- [Exercise brief]
Output only how many lines below contain "Reads".

- [Data shown]
//! Frame transport over byte streams.
//!
//! [`Transport`] is the seam between protocol logic and sockets: the worker
//! runtime and the coordinator's dispatch phase only see `send` and
//! `receive` of [`Envelope`]s. [`Connection`] implements it for any
//! [`PeerStream`] (TCP in production, an in-memory duplex in tests) and can
//! be split into a [`FrameReader`] and a [`FrameWriter`] for relaying.

use std::fmt;
use std::sync::atomic::{AtomicBool, Ordering};

use async_trait::async_trait;
use bytes::BytesMut;
use futures::FutureExt;
use tokio::io::{AsyncRead, AsyncReadExt, AsyncWrite, AsyncWriteExt, ReadHalf, WriteHalf};

use crate::error::{Result, TransportError};

use super::codec::{Payload, PayloadKind};
use super::frame::{check_frame_len, Address, Envelope};

/// Frame transport between one worker and the coordinator.
#[async_trait]
pub trait Transport: Send + Sync + fmt::Debug {
    /// Sends one envelope.
    async fn send(&mut self, envelope: Envelope) -> Result<()>;

    /// Receives the next envelope.
    async fn receive(&mut self) -> Result<Envelope>;

    /// Closes the transport. Later sends and receives fail with
    /// [`TransportError::ConnectionClosed`].
    async fn close(&mut self) -> Result<()>;

    /// Whether the peer still appears connected.
    fn is_connected(&self) -> bool;

    /// Short transport name for logs.
    fn transport_type(&self) -> &'static str {
        "unknown"
    }

    /// Encodes `payload` and sends it to `address`.
    async fn send_payload(&mut self, address: Address, payload: &Payload) -> Result<()> {
        self.send(Envelope::new(address, payload.encode())).await
    }

    /// Receives one envelope and decodes its payload as `kind`.
    async fn receive_payload(&mut self, kind: PayloadKind) -> Result<(i32, Payload)> {
        let envelope = self.receive().await?;
        let payload = Payload::decode(kind, envelope.payload)?;
        Ok((envelope.target, payload))
    }
}

/// A byte stream a [`Connection`] can run over.
pub trait PeerStream: AsyncRead + AsyncWrite + Send + Sync + Unpin + 'static {
    /// Non-blocking liveness check. Must not consume data.
    fn is_peer_connected(&self) -> bool;

    /// Short stream name for logs.
    fn kind(&self) -> &'static str;
}

impl PeerStream for tokio::net::TcpStream {
    fn is_peer_connected(&self) -> bool {
        let mut byte = [0u8; 1];
        match self.peek(&mut byte).now_or_never() {
            // Nothing buffered: the peer is idle but connected.
            None => true,
            Some(Ok(0)) => false,
            Some(Ok(_)) => true,
            Some(Err(err)) => err.kind() == std::io::ErrorKind::WouldBlock,
        }
    }

    fn kind(&self) -> &'static str {
        "tcp"
    }
}

impl PeerStream for tokio::io::DuplexStream {
    fn is_peer_connected(&self) -> bool {
        true
    }

    fn kind(&self) -> &'static str {
        "duplex"
    }
}

/// Reads one frame from `reader`.
pub async fn read_frame<R>(reader: &mut R) -> Result<Envelope>
where
    R: AsyncRead + Unpin + ?Sized,
{
    let len = reader.read_u32_le().await.map_err(TransportError::from_io)?;
    let len = check_frame_len(len)?;
    let mut body = BytesMut::zeroed(len);
    reader
        .read_exact(&mut body)
        .await
        .map_err(TransportError::from_io)?;
    Ok(Envelope::decode_body(body.freeze())?)
}

/// Writes one frame to `writer` and flushes it.
pub async fn write_frame<W>(writer: &mut W, envelope: &Envelope) -> Result<()>
where
    W: AsyncWrite + Unpin + ?Sized,
{
    let frame = envelope.encode();
    writer
        .write_all(&frame)
        .await
        .map_err(TransportError::from_io)?;
    writer.flush().await.map_err(TransportError::from_io)?;
    Ok(())
}

/// Read side of a split connection.
#[derive(Debug)]
pub struct FrameReader<R> {
    inner: R,
}

impl<R: AsyncRead + Unpin> FrameReader<R> {
    /// Wraps a read half.
    pub fn new(inner: R) -> Self {
        Self { inner }
    }

    /// Reads the next frame.
    pub async fn read(&mut self) -> Result<Envelope> {
        read_frame(&mut self.inner).await
    }
}

/// Write side of a split connection. Each call writes one whole frame.
#[derive(Debug)]
pub struct FrameWriter<W> {
    inner: W,
}

impl<W: AsyncWrite + Unpin> FrameWriter<W> {
    /// Wraps a write half.
    pub fn new(inner: W) -> Self {
        Self { inner }
    }

    /// Writes one frame.
    pub async fn write(&mut self, envelope: &Envelope) -> Result<()> {
        write_frame(&mut self.inner, envelope).await
    }

    /// Shuts the write direction down.
    pub async fn shutdown(&mut self) -> Result<()> {
        self.inner
            .shutdown()
            .await
            .map_err(TransportError::from_io)?;
        Ok(())
    }
}

/// Framed [`Transport`] over a [`PeerStream`].
///
/// # Examples
///
/// ```
/// use pla_compose::shared::{Address, Connection, Payload, PayloadKind, Transport};
///
/// # #[tokio::main(flavor = "current_thread")]
/// # async fn main() -> pla_compose::Result<()> {
/// let (a, b) = tokio::io::duplex(1024);
/// let mut left = Connection::new(a);
/// let mut right = Connection::new(b);
///
/// left.send_payload(Address::Worker(1), &Payload::Int(3)).await?;
/// let (target, payload) = right.receive_payload(PayloadKind::Int).await?;
/// assert_eq!(target, 1);
/// assert_eq!(payload, Payload::Int(3));
/// # Ok(())
/// # }
/// ```
pub struct Connection<S> {
    stream: S,
    closed: AtomicBool,
}

impl<S: PeerStream> Connection<S> {
    /// Wraps a connected stream.
    pub fn new(stream: S) -> Self {
        Self {
            stream,
            closed: AtomicBool::new(false),
        }
    }

    /// Non-blocking check that the peer has not hung up.
    pub fn is_alive(&self) -> bool {
        !self.closed.load(Ordering::Acquire) && self.stream.is_peer_connected()
    }

    /// Splits into independently owned read and write sides.
    pub fn into_split(self) -> (FrameReader<ReadHalf<S>>, FrameWriter<WriteHalf<S>>) {
        let (read, write) = tokio::io::split(self.stream);
        (FrameReader::new(read), FrameWriter::new(write))
    }

    fn ensure_open(&self) -> Result<()> {
        if self.closed.load(Ordering::Acquire) {
            return Err(TransportError::ConnectionClosed.into());
        }
        Ok(())
    }
}

impl<S> fmt::Debug for Connection<S> {
    fn fmt(&self, f: &mut fmt::Formatter<'_>) -> fmt::Result {
        f.debug_struct("Connection")
            .field("closed", &self.closed.load(Ordering::Relaxed))
            .finish_non_exhaustive()
    }
}

#[async_trait]
impl<S: PeerStream> Transport for Connection<S> {
    async fn send(&mut self, envelope: Envelope) -> Result<()> {
        self.ensure_open()?;
        let result = write_frame(&mut self.stream, &envelope).await;
        if matches!(&result, Err(e) if e.is_connection_lost()) {
            self.closed.store(true, Ordering::Release);
        }
        result
    }

    async fn receive(&mut self) -> Result<Envelope> {
        self.ensure_open()?;
        let result = read_frame(&mut self.stream).await;
        if matches!(&result, Err(e) if e.is_connection_lost()) {
            self.closed.store(true, Ordering::Release);
        }
        result
    }

    async fn close(&mut self) -> Result<()> {
        if self.closed.swap(true, Ordering::AcqRel) {
            return Ok(());
        }
        self.stream
            .shutdown()
            .await
            .map_err(TransportError::from_io)?;
        Ok(())
    }

    fn is_connected(&self) -> bool {
        self.is_alive()
    }

    fn transport_type(&self) -> &'static str {
        self.stream.kind()
    }
}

- [Exercise response]
2